→ **WHAT TO WORK ON**: Among the records that follow, find each line holding the word "FactStoreBuilder" and copy it.

→ **EXTRACTED INFORMATION**:
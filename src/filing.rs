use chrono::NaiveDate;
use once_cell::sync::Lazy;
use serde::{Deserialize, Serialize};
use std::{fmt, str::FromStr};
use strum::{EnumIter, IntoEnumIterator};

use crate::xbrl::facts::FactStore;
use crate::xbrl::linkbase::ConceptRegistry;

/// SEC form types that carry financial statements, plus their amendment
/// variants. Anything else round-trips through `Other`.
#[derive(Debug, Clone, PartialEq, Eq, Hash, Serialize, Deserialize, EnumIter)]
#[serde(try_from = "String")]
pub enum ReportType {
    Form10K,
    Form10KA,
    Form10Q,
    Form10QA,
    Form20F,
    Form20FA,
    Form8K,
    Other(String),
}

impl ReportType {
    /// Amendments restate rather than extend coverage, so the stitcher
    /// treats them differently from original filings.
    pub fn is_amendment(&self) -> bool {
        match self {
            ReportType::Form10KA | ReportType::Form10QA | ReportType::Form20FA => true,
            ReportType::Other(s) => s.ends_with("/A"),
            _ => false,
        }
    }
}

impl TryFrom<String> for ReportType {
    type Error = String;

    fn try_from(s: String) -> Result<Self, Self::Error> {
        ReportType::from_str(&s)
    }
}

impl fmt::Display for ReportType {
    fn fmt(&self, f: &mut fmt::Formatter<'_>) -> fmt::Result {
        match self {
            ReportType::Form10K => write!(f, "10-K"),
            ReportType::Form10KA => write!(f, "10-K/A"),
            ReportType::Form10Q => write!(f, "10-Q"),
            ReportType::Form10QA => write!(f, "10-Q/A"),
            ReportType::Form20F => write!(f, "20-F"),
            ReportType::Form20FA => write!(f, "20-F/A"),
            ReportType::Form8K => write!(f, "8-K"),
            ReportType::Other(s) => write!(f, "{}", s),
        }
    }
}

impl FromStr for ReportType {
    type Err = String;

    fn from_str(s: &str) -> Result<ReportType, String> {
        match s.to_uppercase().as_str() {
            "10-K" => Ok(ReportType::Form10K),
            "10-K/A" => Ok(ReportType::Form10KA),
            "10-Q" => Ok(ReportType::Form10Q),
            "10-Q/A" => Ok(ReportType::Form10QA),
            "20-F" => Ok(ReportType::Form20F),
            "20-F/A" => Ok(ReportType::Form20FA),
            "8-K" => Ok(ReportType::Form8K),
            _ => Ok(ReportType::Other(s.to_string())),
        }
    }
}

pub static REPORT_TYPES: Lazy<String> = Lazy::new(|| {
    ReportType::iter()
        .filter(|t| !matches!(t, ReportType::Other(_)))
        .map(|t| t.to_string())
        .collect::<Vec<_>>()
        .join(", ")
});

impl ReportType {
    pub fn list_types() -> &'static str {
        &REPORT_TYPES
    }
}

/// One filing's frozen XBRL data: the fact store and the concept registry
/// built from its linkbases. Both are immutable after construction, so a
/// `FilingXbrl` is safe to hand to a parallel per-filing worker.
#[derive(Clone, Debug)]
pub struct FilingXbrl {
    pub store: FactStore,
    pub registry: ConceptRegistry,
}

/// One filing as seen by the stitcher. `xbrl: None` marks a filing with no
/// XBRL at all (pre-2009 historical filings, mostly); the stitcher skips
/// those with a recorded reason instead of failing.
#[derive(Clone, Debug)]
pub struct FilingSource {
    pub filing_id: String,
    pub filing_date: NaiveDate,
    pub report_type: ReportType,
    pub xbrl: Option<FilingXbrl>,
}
---
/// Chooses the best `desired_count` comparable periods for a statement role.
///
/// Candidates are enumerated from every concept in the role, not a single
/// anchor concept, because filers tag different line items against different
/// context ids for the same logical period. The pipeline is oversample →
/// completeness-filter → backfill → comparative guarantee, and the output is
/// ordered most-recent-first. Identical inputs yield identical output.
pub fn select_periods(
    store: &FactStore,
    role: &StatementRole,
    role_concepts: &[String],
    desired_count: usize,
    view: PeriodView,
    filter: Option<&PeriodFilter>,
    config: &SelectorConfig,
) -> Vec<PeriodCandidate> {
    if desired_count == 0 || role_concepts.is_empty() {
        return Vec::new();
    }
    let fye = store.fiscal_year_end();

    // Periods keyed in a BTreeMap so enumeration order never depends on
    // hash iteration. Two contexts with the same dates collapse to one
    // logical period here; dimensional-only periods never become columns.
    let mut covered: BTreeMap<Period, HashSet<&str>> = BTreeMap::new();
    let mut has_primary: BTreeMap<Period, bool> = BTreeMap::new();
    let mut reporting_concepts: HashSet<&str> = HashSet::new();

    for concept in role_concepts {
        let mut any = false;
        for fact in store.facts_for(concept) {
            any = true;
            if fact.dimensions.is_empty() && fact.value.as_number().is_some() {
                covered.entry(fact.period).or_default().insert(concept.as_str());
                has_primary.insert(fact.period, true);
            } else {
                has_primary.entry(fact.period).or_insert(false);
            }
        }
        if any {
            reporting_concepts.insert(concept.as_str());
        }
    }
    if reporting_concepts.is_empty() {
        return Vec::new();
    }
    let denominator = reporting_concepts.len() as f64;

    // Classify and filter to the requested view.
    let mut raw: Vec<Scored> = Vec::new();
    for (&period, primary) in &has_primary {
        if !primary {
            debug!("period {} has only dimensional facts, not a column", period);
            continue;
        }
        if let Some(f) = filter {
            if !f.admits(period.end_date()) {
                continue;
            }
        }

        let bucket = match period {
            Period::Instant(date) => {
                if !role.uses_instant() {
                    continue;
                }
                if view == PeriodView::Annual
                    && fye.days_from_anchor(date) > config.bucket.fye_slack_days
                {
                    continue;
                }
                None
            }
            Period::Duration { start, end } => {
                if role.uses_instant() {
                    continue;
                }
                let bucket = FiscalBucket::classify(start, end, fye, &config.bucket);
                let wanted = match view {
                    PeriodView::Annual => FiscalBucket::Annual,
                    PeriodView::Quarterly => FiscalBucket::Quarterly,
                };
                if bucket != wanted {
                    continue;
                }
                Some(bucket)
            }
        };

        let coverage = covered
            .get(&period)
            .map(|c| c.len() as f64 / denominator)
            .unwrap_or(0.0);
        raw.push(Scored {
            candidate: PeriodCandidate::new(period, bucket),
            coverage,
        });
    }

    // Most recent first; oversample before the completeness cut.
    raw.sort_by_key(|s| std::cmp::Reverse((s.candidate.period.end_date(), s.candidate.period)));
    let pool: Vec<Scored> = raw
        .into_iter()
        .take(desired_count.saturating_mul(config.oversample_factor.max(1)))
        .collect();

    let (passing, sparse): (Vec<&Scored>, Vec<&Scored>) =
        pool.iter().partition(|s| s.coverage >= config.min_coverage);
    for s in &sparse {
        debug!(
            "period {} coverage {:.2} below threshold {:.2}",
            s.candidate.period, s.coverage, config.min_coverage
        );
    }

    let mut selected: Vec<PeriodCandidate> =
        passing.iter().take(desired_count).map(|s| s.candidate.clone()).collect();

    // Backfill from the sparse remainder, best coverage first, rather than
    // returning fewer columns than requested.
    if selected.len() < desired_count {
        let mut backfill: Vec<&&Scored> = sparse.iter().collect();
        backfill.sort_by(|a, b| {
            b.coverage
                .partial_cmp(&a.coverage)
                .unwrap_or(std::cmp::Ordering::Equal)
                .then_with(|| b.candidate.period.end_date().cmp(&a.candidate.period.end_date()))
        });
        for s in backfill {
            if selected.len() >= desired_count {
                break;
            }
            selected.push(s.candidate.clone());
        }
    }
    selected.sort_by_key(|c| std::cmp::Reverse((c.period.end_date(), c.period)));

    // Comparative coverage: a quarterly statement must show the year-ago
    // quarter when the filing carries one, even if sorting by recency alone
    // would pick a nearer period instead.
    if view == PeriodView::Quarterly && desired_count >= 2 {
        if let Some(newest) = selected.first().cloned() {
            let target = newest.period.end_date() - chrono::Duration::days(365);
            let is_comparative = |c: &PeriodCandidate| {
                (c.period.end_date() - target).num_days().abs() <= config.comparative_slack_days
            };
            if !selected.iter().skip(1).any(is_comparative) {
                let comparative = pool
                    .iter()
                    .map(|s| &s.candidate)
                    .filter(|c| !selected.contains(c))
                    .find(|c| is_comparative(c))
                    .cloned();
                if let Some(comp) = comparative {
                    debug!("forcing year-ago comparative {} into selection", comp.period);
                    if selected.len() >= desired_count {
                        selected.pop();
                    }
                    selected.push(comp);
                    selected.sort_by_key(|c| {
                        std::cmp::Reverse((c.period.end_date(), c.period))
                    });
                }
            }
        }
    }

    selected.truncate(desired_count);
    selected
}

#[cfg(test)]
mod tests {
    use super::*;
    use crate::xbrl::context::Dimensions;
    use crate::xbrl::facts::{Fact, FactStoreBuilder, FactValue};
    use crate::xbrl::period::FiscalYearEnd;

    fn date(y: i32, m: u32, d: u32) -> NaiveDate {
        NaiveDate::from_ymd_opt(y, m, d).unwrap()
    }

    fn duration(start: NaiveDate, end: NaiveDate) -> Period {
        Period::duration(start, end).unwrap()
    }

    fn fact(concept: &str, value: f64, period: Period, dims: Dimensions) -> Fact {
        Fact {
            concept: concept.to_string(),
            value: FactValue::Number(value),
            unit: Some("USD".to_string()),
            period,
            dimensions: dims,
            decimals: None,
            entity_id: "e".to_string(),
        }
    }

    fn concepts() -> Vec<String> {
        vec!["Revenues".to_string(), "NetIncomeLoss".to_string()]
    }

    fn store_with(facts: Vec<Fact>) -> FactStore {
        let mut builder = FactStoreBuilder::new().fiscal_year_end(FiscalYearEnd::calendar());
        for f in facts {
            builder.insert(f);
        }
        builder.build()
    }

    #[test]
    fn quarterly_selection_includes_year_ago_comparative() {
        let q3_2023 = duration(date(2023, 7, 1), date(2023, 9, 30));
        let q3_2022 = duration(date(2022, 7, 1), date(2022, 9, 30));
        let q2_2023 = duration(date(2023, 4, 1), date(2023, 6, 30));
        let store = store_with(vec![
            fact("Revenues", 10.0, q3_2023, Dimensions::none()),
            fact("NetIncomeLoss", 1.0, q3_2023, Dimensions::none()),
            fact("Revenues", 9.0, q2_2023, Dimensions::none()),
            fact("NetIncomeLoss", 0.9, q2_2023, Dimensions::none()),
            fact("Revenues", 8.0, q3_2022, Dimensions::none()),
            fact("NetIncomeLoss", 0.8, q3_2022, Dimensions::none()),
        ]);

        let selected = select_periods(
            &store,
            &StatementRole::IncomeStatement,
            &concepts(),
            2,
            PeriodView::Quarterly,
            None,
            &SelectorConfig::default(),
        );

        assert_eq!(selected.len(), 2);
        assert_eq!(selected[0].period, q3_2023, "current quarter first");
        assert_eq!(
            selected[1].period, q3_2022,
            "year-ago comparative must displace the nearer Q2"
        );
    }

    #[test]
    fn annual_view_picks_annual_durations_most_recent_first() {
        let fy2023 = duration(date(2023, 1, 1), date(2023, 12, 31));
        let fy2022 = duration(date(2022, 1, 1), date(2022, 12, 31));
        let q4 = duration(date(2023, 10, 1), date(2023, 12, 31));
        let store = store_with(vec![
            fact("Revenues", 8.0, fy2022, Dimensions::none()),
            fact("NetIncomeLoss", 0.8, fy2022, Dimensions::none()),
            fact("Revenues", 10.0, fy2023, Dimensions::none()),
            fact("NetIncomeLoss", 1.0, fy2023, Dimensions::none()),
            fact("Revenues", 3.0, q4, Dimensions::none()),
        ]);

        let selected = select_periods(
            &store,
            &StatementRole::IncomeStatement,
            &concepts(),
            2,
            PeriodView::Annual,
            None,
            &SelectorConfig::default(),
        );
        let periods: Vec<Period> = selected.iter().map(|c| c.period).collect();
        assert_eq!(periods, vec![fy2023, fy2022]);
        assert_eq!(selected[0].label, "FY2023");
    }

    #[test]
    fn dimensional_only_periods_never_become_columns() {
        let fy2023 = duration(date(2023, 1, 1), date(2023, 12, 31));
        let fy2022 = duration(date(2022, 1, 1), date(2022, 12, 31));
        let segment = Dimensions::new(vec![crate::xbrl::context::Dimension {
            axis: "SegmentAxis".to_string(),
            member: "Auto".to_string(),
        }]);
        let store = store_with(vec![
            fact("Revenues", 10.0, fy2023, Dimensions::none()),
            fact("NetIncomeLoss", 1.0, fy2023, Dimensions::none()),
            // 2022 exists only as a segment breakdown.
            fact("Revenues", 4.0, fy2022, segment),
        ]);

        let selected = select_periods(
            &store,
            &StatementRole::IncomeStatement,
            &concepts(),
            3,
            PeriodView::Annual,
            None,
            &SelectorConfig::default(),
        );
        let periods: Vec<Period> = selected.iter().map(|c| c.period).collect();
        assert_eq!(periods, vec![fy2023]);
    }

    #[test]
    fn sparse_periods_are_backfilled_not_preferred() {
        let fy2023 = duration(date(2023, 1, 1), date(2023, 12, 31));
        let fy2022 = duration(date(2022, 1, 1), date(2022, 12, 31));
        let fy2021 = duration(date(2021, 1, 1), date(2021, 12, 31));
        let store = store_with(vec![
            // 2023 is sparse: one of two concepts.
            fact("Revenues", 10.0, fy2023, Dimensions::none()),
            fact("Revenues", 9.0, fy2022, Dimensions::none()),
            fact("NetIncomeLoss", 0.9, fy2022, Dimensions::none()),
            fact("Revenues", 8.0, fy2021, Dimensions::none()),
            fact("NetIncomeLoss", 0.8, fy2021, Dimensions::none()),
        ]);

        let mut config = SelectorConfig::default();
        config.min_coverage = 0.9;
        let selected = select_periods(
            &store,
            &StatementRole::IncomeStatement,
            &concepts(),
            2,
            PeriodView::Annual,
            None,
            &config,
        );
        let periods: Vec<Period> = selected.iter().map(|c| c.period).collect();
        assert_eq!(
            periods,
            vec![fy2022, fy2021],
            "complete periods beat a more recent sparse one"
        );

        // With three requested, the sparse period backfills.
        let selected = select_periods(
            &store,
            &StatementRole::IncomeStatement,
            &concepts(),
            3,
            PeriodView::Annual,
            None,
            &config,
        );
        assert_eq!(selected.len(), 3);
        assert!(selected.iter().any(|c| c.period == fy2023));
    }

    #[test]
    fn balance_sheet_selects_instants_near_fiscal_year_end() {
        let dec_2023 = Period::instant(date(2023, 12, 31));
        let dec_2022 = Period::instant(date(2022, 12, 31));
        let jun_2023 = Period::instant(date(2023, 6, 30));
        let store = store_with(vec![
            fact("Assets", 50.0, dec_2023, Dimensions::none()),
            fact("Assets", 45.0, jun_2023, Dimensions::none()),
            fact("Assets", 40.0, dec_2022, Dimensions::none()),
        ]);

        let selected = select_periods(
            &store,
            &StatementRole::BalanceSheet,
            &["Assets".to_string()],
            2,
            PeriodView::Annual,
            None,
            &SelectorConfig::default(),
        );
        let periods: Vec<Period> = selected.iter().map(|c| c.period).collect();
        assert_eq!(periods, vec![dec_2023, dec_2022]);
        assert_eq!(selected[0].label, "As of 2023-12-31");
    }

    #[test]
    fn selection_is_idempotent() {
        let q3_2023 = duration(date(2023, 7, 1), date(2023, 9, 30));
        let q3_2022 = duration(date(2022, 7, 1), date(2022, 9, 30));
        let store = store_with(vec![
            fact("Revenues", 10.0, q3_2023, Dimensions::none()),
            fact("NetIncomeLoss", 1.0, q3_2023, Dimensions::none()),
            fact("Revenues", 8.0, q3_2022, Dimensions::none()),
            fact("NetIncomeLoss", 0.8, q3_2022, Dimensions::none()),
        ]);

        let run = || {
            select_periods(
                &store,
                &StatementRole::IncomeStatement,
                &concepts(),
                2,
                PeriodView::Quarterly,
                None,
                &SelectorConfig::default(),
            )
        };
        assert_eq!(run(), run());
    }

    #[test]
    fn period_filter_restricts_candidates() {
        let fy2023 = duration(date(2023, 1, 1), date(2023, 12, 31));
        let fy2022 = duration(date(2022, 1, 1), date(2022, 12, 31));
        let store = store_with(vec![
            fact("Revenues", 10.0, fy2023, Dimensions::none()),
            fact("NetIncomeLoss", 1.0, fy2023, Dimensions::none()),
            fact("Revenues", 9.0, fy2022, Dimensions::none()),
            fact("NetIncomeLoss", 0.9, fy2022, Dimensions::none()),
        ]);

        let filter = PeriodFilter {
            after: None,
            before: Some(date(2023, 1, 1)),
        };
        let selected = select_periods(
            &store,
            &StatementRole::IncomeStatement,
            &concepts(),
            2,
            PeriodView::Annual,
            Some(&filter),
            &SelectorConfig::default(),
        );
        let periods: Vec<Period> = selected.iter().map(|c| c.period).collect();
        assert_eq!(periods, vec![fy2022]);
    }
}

→ **RESULT FOR THIS EXERCISE**:
    use crate::xbrl::facts::{Fact, FactStoreBuilder, FactValue};
        let mut builder = FactStoreBuilder::new().fiscal_year_end(FiscalYearEnd::calendar());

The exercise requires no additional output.